Work to complete »
Produce the records below again, word for word, but stop after the line that contains "the backend sends".

Data to use »

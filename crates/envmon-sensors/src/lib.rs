//! # envmon-sensors
//!
//! Sensor-side view of the telemetry stream.
//!
//! - [`SensorReading`]: one temperature / humidity / obstacle sample, decoded
//!   leniently from whatever the backend sends
//! - [`classify`]: sorts inbound payloads into readings, acknowledgements,
//!   greetings and server errors
//! - [`TelemetryCache`]: a listener that keeps the latest reading, a bounded
//!   history and the connection health

#![deny(unsafe_code)]

pub mod cache;
pub mod classify;
pub mod error;
pub mod reading;

pub use cache::{DEFAULT_HISTORY_CAPACITY, TelemetryCache, TelemetrySnapshot};
pub use classify::{Payload, classify};
pub use error::{Result, SensorError};
pub use reading::SensorReading;
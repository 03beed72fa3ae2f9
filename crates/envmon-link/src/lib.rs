//! # envmon-link
//!
//! The telemetry connection manager: a persistent WebSocket client that
//! survives an unreliable network.
//!
//! - [`ConnectionManager`]: cloneable handle to a single actor task that owns
//!   the channel, its timers and the reconnect scheduler
//! - [`ConnectionEvent`]: what listeners receive (status changes and
//!   telemetry payloads)
//! - [`Connector`]: transport seam; [`WsConnector`] is the `tokio-tungstenite`
//!   implementation
//! - [`IdentitySource`]: fallback lookup of the identity used to reopen the
//!   channel

#![deny(unsafe_code)]

mod channel;
pub mod config;
pub mod error;
pub mod event;
pub mod identity;
pub mod listeners;
pub mod manager;
pub mod protocol;
pub mod state;
mod timer;
pub mod transport;

#[cfg(test)]
mod mock;

pub use config::LinkConfig;
pub use error::{FailureKind, LinkError, Result};
pub use event::{ConnectionEvent, StatusEvent};
pub use identity::{IdentitySource, NoIdentity};
pub use listeners::{Listener, ListenerRegistry, ListenerRemover};
pub use manager::{ConnectionManager, WeakConnectionManager};
pub use state::{ConnectionState, ConnectionStatus};
pub use transport::{ChannelIo, Connector, InboundFrame, OutboundFrame, WsConnector};
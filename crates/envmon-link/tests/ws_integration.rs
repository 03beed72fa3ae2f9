//! End-to-end tests against a real WebSocket server.

use std::sync::Arc;
use std::time::Duration;

use futures::{SinkExt, StreamExt};
use serde_json::{Value, json};
use tokio::net::{TcpListener, TcpStream};
use tokio::sync::mpsc;
use tokio::time::timeout;
use tokio_tungstenite::WebSocketStream;
use tokio_tungstenite::tungstenite::Message;
use tokio_tungstenite::tungstenite::handshake::server::{ErrorResponse, Request, Response};
use tokio_tungstenite::tungstenite::protocol::CloseFrame;
use tokio_tungstenite::tungstenite::protocol::frame::coding::CloseCode;

use envmon_core::retry::BackoffConfig;
use envmon_link::{
    ConnectionEvent, ConnectionManager, ConnectionState, LinkConfig, NoIdentity, StatusEvent,
};

const TIMEOUT: Duration = Duration::from_secs(5);

struct ServerConn {
    path: String,
    ws: WebSocketStream<TcpStream>,
}

/// Bind a WebSocket server on an ephemeral port; accepted connections are
/// handed to the test.
async fn boot_server() -> (String, mpsc::UnboundedReceiver<ServerConn>) {
    let listener = TcpListener::bind("127.0.0.1:0").await.unwrap();
    let addr = listener.local_addr().unwrap();
    let (tx, rx) = mpsc::unbounded_channel();

    drop(tokio::spawn(async move {
        while let Ok((stream, _)) = listener.accept().await {
            let (path_tx, path_rx) = std::sync::mpsc::channel();
            let callback = move |request: &Request, response: Response| -> Result<Response, ErrorResponse> {
                let _ = path_tx.send(request.uri().to_string());
                Ok(response)
            };
            let Ok(ws) = tokio_tungstenite::accept_hdr_async(stream, callback).await else {
                continue;
            };
            let path = path_rx.recv().unwrap_or_default();
            if tx.send(ServerConn { path, ws }).is_err() {
                break;
            }
        }
    }));

    (format!("ws://{addr}/api/v1/sensor/ws"), rx)
}

fn config(url: String) -> LinkConfig {
    LinkConfig {
        url,
        connect_timeout: Duration::from_secs(5),
        backoff: BackoffConfig {
            base_interval_ms: 50,
            max_interval_ms: 200,
            jitter_factor: 0.0,
        },
        ..LinkConfig::default()
    }
}

fn collect(manager: &ConnectionManager) -> mpsc::UnboundedReceiver<ConnectionEvent> {
    let (tx, rx) = mpsc::unbounded_channel();
    let _remover = manager.add_listener(Arc::new(move |event: &ConnectionEvent| {
        let _ = tx.send(event.clone());
    }));
    rx
}

async fn next_event(events: &mut mpsc::UnboundedReceiver<ConnectionEvent>) -> ConnectionEvent {
    timeout(TIMEOUT, events.recv())
        .await
        .expect("timed out waiting for event")
        .expect("listener dropped")
}

async fn next_telemetry(events: &mut mpsc::UnboundedReceiver<ConnectionEvent>) -> Value {
    loop {
        if let ConnectionEvent::Telemetry(payload) = next_event(events).await {
            return payload;
        }
    }
}

async fn wait_for_state(
    events: &mut mpsc::UnboundedReceiver<ConnectionEvent>,
    state: ConnectionState,
) -> StatusEvent {
    loop {
        if let ConnectionEvent::Status(status) = next_event(events).await {
            if status.status == state {
                return status;
            }
        }
    }
}

async fn accept(conns: &mut mpsc::UnboundedReceiver<ServerConn>) -> ServerConn {
    timeout(TIMEOUT, conns.recv())
        .await
        .expect("timed out waiting for client")
        .expect("server stopped")
}

async fn next_text(ws: &mut WebSocketStream<TcpStream>) -> Value {
    loop {
        let message = timeout(TIMEOUT, ws.next())
            .await
            .expect("timed out waiting for frame")
            .expect("client went away")
            .expect("socket error");
        if let Message::Text(text) = message {
            return serde_json::from_str(text.as_str()).unwrap();
        }
    }
}

#[tokio::test]
async fn connects_with_identity_and_delivers_telemetry() {
    let (url, mut conns) = boot_server().await;
    let manager = ConnectionManager::websocket(config(url), Arc::new(NoIdentity));
    let mut events = collect(&manager);

    manager.connect("ops@example.com");
    let mut conn = accept(&mut conns).await;
    assert_eq!(conn.path, "/api/v1/sensor/ws?email=ops%40example.com");
    let _ = wait_for_state(&mut events, ConnectionState::Connected).await;
    assert!(manager.status().connected);

    let welcome = json!({"status": "connected", "message": "Connected to sensor data stream", "connections": 1});
    conn.ws.send(Message::text(welcome.to_string())).await.unwrap();
    let payload = next_telemetry(&mut events).await;
    assert_eq!(payload["status"], "connected");
    assert!(payload["timestamp"].is_string());

    let reading = json!({"temperature": 22.4, "humidity": 41.0, "obstacle": false, "timestamp": "2026-03-01T10:00:00"});
    conn.ws.send(Message::text(reading.to_string())).await.unwrap();
    let payload = next_telemetry(&mut events).await;
    assert_eq!(payload["temperature"], 22.4);
    assert_eq!(payload["timestamp"], "2026-03-01T10:00:00");

    manager.shutdown();
}

#[tokio::test]
async fn heartbeat_reaches_server_and_pong_is_swallowed() {
    let (url, mut conns) = boot_server().await;
    let mut config = config(url);
    config.heartbeat_interval = Duration::from_millis(100);
    let manager = ConnectionManager::websocket(config, Arc::new(NoIdentity));
    let mut events = collect(&manager);

    manager.connect("ops@example.com");
    let mut conn = accept(&mut conns).await;
    let _ = wait_for_state(&mut events, ConnectionState::Connected).await;

    let ping = next_text(&mut conn.ws).await;
    assert_eq!(ping["type"], "ping");
    assert!(ping["timestamp"].is_string());

    conn.ws.send(Message::text(r#"{"type":"pong"}"#)).await.unwrap();
    conn.ws
        .send(Message::text(r#"{"temperature": 18.0}"#))
        .await
        .unwrap();
    let payload = next_telemetry(&mut events).await;
    assert_eq!(payload["temperature"], 18.0);

    manager.shutdown();
}

#[tokio::test]
async fn server_close_triggers_reconnect() {
    let (url, mut conns) = boot_server().await;
    let manager = ConnectionManager::websocket(config(url), Arc::new(NoIdentity));
    let mut events = collect(&manager);

    manager.connect("ops@example.com");
    let mut first = accept(&mut conns).await;
    let _ = wait_for_state(&mut events, ConnectionState::Connected).await;

    first
        .ws
        .close(Some(CloseFrame {
            code: CloseCode::Away,
            reason: "restarting".into(),
        }))
        .await
        .unwrap();

    let lost = wait_for_state(&mut events, ConnectionState::Disconnected).await;
    assert_eq!(lost.code, Some(1001));
    assert_eq!(lost.reason.as_deref(), Some("restarting"));
    let reconnecting = wait_for_state(&mut events, ConnectionState::Reconnecting).await;
    assert_eq!(reconnecting.attempt, Some(1));
    assert_eq!(reconnecting.delay_ms, Some(50));

    let second = accept(&mut conns).await;
    assert!(second.path.ends_with("email=ops%40example.com"));
    let _ = wait_for_state(&mut events, ConnectionState::Connected).await;
    assert_eq!(manager.status().reconnect_attempts, 0);

    manager.shutdown();
}

#[tokio::test]
async fn disconnect_sends_normal_closure() {
    let (url, mut conns) = boot_server().await;
    let manager = ConnectionManager::websocket(config(url), Arc::new(NoIdentity));
    let mut events = collect(&manager);

    manager.connect("ops@example.com");
    let mut conn = accept(&mut conns).await;
    let _ = wait_for_state(&mut events, ConnectionState::Connected).await;

    manager.disconnect();
    let _ = wait_for_state(&mut events, ConnectionState::Disconnected).await;

    let frame = loop {
        match timeout(TIMEOUT, conn.ws.next()).await.expect("no close frame") {
            Some(Ok(Message::Close(frame))) => break frame,
            Some(Ok(_)) => {}
            other => panic!("unexpected end of stream: {other:?}"),
        }
    };
    assert_eq!(frame.map(|f| u16::from(f.code)), Some(1000));

    // no reconnect after an explicit disconnect
    assert!(timeout(Duration::from_millis(500), conns.recv()).await.is_err());
    assert!(!manager.status().is_reconnecting);
}

#[tokio::test]
async fn unreachable_server_reports_error_and_retries() {
    let listener = TcpListener::bind("127.0.0.1:0").await.unwrap();
    let addr = listener.local_addr().unwrap();
    drop(listener);

    let mut config = config(format!("ws://{addr}/api/v1/sensor/ws"));
    config.max_attempts = 2;
    let manager = ConnectionManager::websocket(config, Arc::new(NoIdentity));
    let mut events = collect(&manager);

    manager.connect("ops@example.com");
    let error = wait_for_state(&mut events, ConnectionState::Error).await;
    assert!(error.error.is_some());
    let _ = wait_for_state(&mut events, ConnectionState::Reconnecting).await;
    let failed = wait_for_state(&mut events, ConnectionState::Failed).await;
    assert_eq!(failed.attempt, Some(2));
    assert_eq!(manager.status().reconnect_attempts, 2);
}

Expected answer »
filename crates/envmon-sensors/src/lib.rs
//! # envmon-sensors
//!
//! Sensor-side view of the telemetry stream.
//!
//! - [`SensorReading`]: one temperature / humidity / obstacle sample, decoded
//!   leniently from whatever the backend sends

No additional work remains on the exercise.